Refraction
by RowanDarkstar
Summary: Sam's in the Pegasus Galaxy, and everything has changed. Angst, Sam/Jack


**DISCLAIMER**: Yeah, the SG-1 guys are all property of MGM, World Gekko Corp and Double Secret productions. This is all in fun, no infringement on copyrights or trademarks was intended. All other characters, ideas, etc., herein are copyrighted to the author.**  
****CATEGORIES**: Angst, Sam/Jack, Stargate:SG-1/SGA crossover  
**WARNING**: There is a minor spoiler for Harry Potter Book 7 in here. No, this isn't a crossover, just a throw-away remark.:D Apologies if this creates a problem for anyone, but it just needed to be here.:)

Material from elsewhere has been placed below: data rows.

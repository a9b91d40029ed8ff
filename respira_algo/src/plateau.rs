// Plateau pressure detection.
//
// Key Features:
// - Sliding window of the last samples, written every tick and cleared at each cycle start
// - Accumulation is armed once per cycle, when the window is stable within the last 5% of the
//   inhalation budget
// - The plateau is latched as the mean of the accumulated samples as soon as stability is lost
//   (usually at the start of the exhale) or at the end of the cycle
// - A cycle without a latched plateau reports `PLATEAU_UNKNOWN`

// Licensed under the Apache License, Version 2.0
// Copyright 2024 Anton Khrustalev, creapunk.com

use crate::config::{MAX_PRESSURE_SAMPLES, PLATEAU_UNKNOWN, PRESSURE_STABILITY_THRESHOLD_MMH2O};
use crate::cycle::CycleTiming;
use crate::math_integer::fifo_buffer::{BufferFIFO, WindowStats};

#[derive(Clone, Copy, Debug, PartialEq, Eq)]
#[cfg_attr(feature = "defmt", derive(defmt::Format))]
pub enum PlateauState {
    /// Not armed yet in this cycle
    Waiting,
    /// Stable pressure is being averaged
    Accumulating,
    /// Plateau computed, nothing changes until the next cycle
    Latched,
}

pub struct PlateauTracker {
    window: BufferFIFO<i16, MAX_PRESSURE_SAMPLES>,
    state: PlateauState,
    sum: i32,
    count: i32,
    plateau: i16,
}

impl PlateauTracker {
    pub fn new() -> Self {
        Self {
            window: BufferFIFO::new(),
            state: PlateauState::Waiting,
            sum: 0,
            count: 0,
            plateau: PLATEAU_UNKNOWN,
        }
    }

    /// Forgets the previous cycle.
    pub fn reset(&mut self) {
        self.window.clear();
        self.state = PlateauState::Waiting;
        self.sum = 0;
        self.count = 0;
        self.plateau = PLATEAU_UNKNOWN;
    }

    /// Feeds the pressure of one tick.
    pub fn tick(&mut self, tick: u16, pressure: i16, timing: &CycleTiming) {
        self.window.write(pressure);
        let stable = self.is_stable();

        match self.state {
            PlateauState::Waiting => {
                let armed = tick >= timing.plateau_arming_tick()
                    && tick < timing.centi_sec_per_inhalation();
                if stable && armed {
                    self.state = PlateauState::Accumulating;
                    self.sum = pressure as i32;
                    self.count = 1;
                }
            }
            PlateauState::Accumulating => {
                if stable {
                    self.sum += pressure as i32;
                    self.count += 1;
                } else {
                    self.latch();
                }
            }
            PlateauState::Latched => {}
        }
    }

    /// Closes the cycle and returns its plateau, `PLATEAU_UNKNOWN` if none was found.
    pub fn finish(&mut self) -> i16 {
        if self.state == PlateauState::Accumulating {
            self.latch();
        }
        self.plateau
    }

    /// Statistics of the current window, once it is full.
    #[inline]
    pub fn window_stats(&self) -> Option<WindowStats> {
        self.window.stats()
    }

    /// True when the window is full and its spread is below the stability threshold.
    pub fn is_stable(&self) -> bool {
        self.window
            .stats()
            .map_or(false, |s| s.spread() < PRESSURE_STABILITY_THRESHOLD_MMH2O)
    }

    #[inline]
    pub fn state(&self) -> PlateauState {
        self.state
    }

    #[inline]
    pub fn plateau(&self) -> i16 {
        self.plateau
    }

    fn latch(&mut self) {
        if self.count > 0 {
            self.plateau = (self.sum / self.count) as i16;
        }
        self.state = PlateauState::Latched;
    }
}

impl Default for PlateauTracker {
    fn default() -> Self {
        Self::new()
    }
}
// SPDX-License-Identifier: Apache-2.0
//! Property-schema boundary: per-(class, property) write capability.

use rustc_hash::FxHashMap;

/// Runtime read/write capability of one property.
#[derive(Debug, Clone, Copy, PartialEq, Eq)]
pub enum Scriptability {
    /// Neither readable nor writable at runtime.
    None,
    /// Readable only.
    Read,
    /// Writable only.
    Write,
    /// Readable and writable.
    ReadWrite,
}

impl Scriptability {
    /// Returns `true` when the property accepts runtime writes.
    #[must_use]
    pub const fn is_writable(self) -> bool {
        matches!(self, Self::Write | Self::ReadWrite)
    }
}

/// Schema descriptor for one (class, property) pair.
#[derive(Debug, Clone, Copy, PartialEq, Eq)]
pub struct PropertyDescriptor {
    /// Runtime capability of the property.
    pub scriptability: Scriptability,
}

/// Lookup service for property descriptors.
///
/// A missing descriptor means the property is unknown to the live model; the
/// writer treats that as a silent no-op, never an error.
pub trait PropertySchema {
    /// Returns the descriptor for `(class_name, property)`, if the schema
    /// knows the pair.
    fn find_descriptor(&self, class_name: &str, property: &str) -> Option<PropertyDescriptor>;
}

/// Table-driven [`PropertySchema`].
///
/// In permissive mode every pair without an explicit entry defaults to
/// `ReadWrite`; in strict mode only registered pairs have descriptors.
#[derive(Debug, Default)]
pub struct StaticSchema {
    entries: FxHashMap<(String, String), Scriptability>,
    permissive: bool,
}

impl StaticSchema {
    /// Creates a schema where unregistered pairs default to `ReadWrite`.
    #[must_use]
    pub fn permissive() -> Self {
        Self {
            entries: FxHashMap::default(),
            permissive: true,
        }
    }

    /// Creates a schema that only knows explicitly registered pairs.
    #[must_use]
    pub fn strict() -> Self {
        Self::default()
    }

    /// Registers or overrides the capability of `(class_name, property)`.
    pub fn insert(
        &mut self,
        class_name: impl Into<String>,
        property: impl Into<String>,
        scriptability: Scriptability,
    ) {
        self.entries
            .insert((class_name.into(), property.into()), scriptability);
    }
}

impl PropertySchema for StaticSchema {
    fn find_descriptor(&self, class_name: &str, property: &str) -> Option<PropertyDescriptor> {
        let key = (class_name.to_owned(), property.to_owned());
        match self.entries.get(&key) {
            Some(scriptability) => Some(PropertyDescriptor {
                scriptability: *scriptability,
            }),
            None if self.permissive => Some(PropertyDescriptor {
                scriptability: Scriptability::ReadWrite,
            }),
            None => None,
        }
    }
}
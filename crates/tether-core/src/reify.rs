// SPDX-License-Identifier: Apache-2.0
//! Materialization of virtual subtrees into live objects.

use std::collections::BTreeMap;

use tracing::debug;

use crate::apply::ApplyError;
use crate::codec::decode;
use crate::deferred::DeferredRef;
use crate::ident::{ObjectRef, RefId};
use crate::identity_map::IdentityMap;
use crate::patch::{InstanceUpdate, Patch, VirtualInstance};
use crate::schema::PropertySchema;
use crate::tree::{LiveTree, TreeError};
use crate::value::VirtualValue;
use crate::writer::{write_property, write_styled_group};

/// Builds the live subtree rooted at `root_id` under `parent`.
///
/// Depth-first: the node itself is created, registered, and paused before any
/// of its declared children are visited, so children always find their parent
/// already materialized. Reference-typed properties go to `deferred` (their
/// targets may not exist yet; forward and cyclic references within one patch
/// are legal), everything else is decoded and written immediately.
///
/// Per-item failures (a rejected class, an unwritable property) accumulate
/// into the returned failure patch instead of aborting the node.
///
/// # Errors
/// [`ApplyError::UnresolvedParent`] when the parent object vanished from the
/// live tree, and identity-map rebind conflicts: both mean the patch itself
/// is malformed and the whole apply call must stop.
pub(crate) fn reify_instance<T, S>(
    tree: &mut T,
    schema: &S,
    identity: &mut IdentityMap,
    deferred: &mut Vec<DeferredRef>,
    added: &BTreeMap<RefId, VirtualInstance>,
    root_id: &RefId,
    parent: ObjectRef,
    styled_group: &str,
) -> Result<Patch, ApplyError>
where
    T: LiveTree,
    S: PropertySchema,
{
    let mut failures = Patch::new();
    reify_node(
        tree,
        schema,
        identity,
        deferred,
        added,
        root_id,
        parent,
        styled_group,
        &mut failures,
    )?;
    Ok(failures)
}

#[allow(clippy::too_many_arguments)]
fn reify_node<T, S>(
    tree: &mut T,
    schema: &S,
    identity: &mut IdentityMap,
    deferred: &mut Vec<DeferredRef>,
    added: &BTreeMap<RefId, VirtualInstance>,
    root_id: &RefId,
    parent: ObjectRef,
    styled_group: &str,
    failures: &mut Patch,
) -> Result<(), ApplyError>
where
    T: LiveTree,
    S: PropertySchema,
{
    let Some(instance) = added.get(root_id) else {
        // A declared child that is not itself part of the added set is not
        // being added by this patch; nothing to build.
        debug!(id = %root_id, "declared child is not in the added set");
        return Ok(());
    };

    let object = match tree.create(&instance.class_name, &instance.name, parent) {
        Ok(object) => object,
        Err(TreeError::UnknownObject(_)) => {
            // A patch never requests a parentless addition; losing the parent
            // mid-call means the patch is malformed.
            return Err(ApplyError::UnresolvedParent {
                id: root_id.clone(),
            });
        }
        Err(err) => {
            debug!(id = %root_id, %err, "node creation rejected");
            record_failed_subtree(added, root_id, failures);
            return Ok(());
        }
    };
    identity.insert(root_id.clone(), object)?;
    identity.pause(object);

    let class = instance.class_name.as_str();
    let mut failed = InstanceUpdate::new(root_id.clone());
    for (name, value) in &instance.properties {
        match value {
            VirtualValue::Ref(_) => deferred.push(DeferredRef {
                id: root_id.clone(),
                object,
                property: name.clone(),
                value: value.clone(),
            }),
            VirtualValue::Composite(entries) if name == styled_group => {
                write_styled_group(tree, identity, object, name, entries);
            }
            other => {
                let outcome = decode(other, identity)
                    .map_err(|err| err.to_string())
                    .and_then(|native| {
                        write_property(tree, schema, object, class, name, native)
                            .map_err(|err| err.to_string())
                    });
                if let Err(err) = outcome {
                    debug!(id = %root_id, property = %name, %err, "property did not apply");
                    failed.changed_properties.insert(name.clone(), value.clone());
                }
            }
        }
    }
    failures.push_update(failed);

    for child in &instance.children {
        if identity.by_id(child).is_some() {
            continue;
        }
        reify_node(
            tree,
            schema,
            identity,
            deferred,
            added,
            child,
            object,
            styled_group,
            failures,
        )?;
    }
    Ok(())
}

/// Records a node whose creation was rejected, along with every declared
/// descendant, into the failure patch. None of them are recursed into.
fn record_failed_subtree(
    added: &BTreeMap<RefId, VirtualInstance>,
    root_id: &RefId,
    failures: &mut Patch,
) {
    let Some(instance) = added.get(root_id) else {
        return;
    };
    failures.added.insert(root_id.clone(), instance.clone());
    for child in &instance.children {
        record_failed_subtree(added, child, failures);
    }
}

Mucho beta thanks to the fabulous **helenhighwater7** and **annerbhp**!

**REFRACTION **  
by  
Rowan Darkstar Copyright (c) 2010

He realizes everything's wrong when the prism in his window throws colored lights across his kitchen counter. He starts to ask Carter to explain the physics of it all - how the light splits apart and why the colors always come out in the same order if you just break it all up like that.

His hand is resting on the phone when he realizes Carter's in the Pegasus galaxy.

He thinks the knowledge would have soaked in sooner if he hadn't taken the job in D.C.. Because he's gotten used to her not being an inch from his shoulder (he hasn't *liked* it, but he's gotten used to it). But she's been on the other end of the phone line most days (when she wasn't Offworld), and he has to admit he's been wearing out her number for a while.

She actually called *him* when they found ice on Mars because she knew he'd be about to call.

He realized things were somewhat wrong when Carter got hit by a staff weapon Offworld and almost died before Mitchell got her to the gate. Jack caught a red-eye the moment Landry phoned, but Carter had already woken in the infirmary by the time he arrived.

Carter admits things that hurt in the first sixty seconds after she wakes. Jack's timed it. The only other window comes before the pain killers kick in or the cavalry arrives, when she's sure she's going to die. He learned this on an alien glacier that turned out to be on Earth.

He missed the fear of dying part completely, this time. He missed the first sixty seconds by three hours. She told him it was all fine now and Cameron had done a great job. She was just sore and wanted her laptop.

He resisted the urge to pull the privacy curtain and crawl into the infirmary bed with her, wires and all, and hold her until she admitted she'd been scared as hell. Until he did, too.

He sat on the edge of the bed and held her hand and tugged on her hair and played with the Teddy Bear Siler had dropped off. She smiled when he put his reading glasses on the bear and made it talk like Daniel. He brought her laptop and she said something about changing a password and got to work.

Jack takes the prism down from his window. Then he hangs it up again.

He writes the word "prisms" on a magnetic notepad on his refrigerator door. The next day he writes "what's a flvvy file and how did it get on my desktop?"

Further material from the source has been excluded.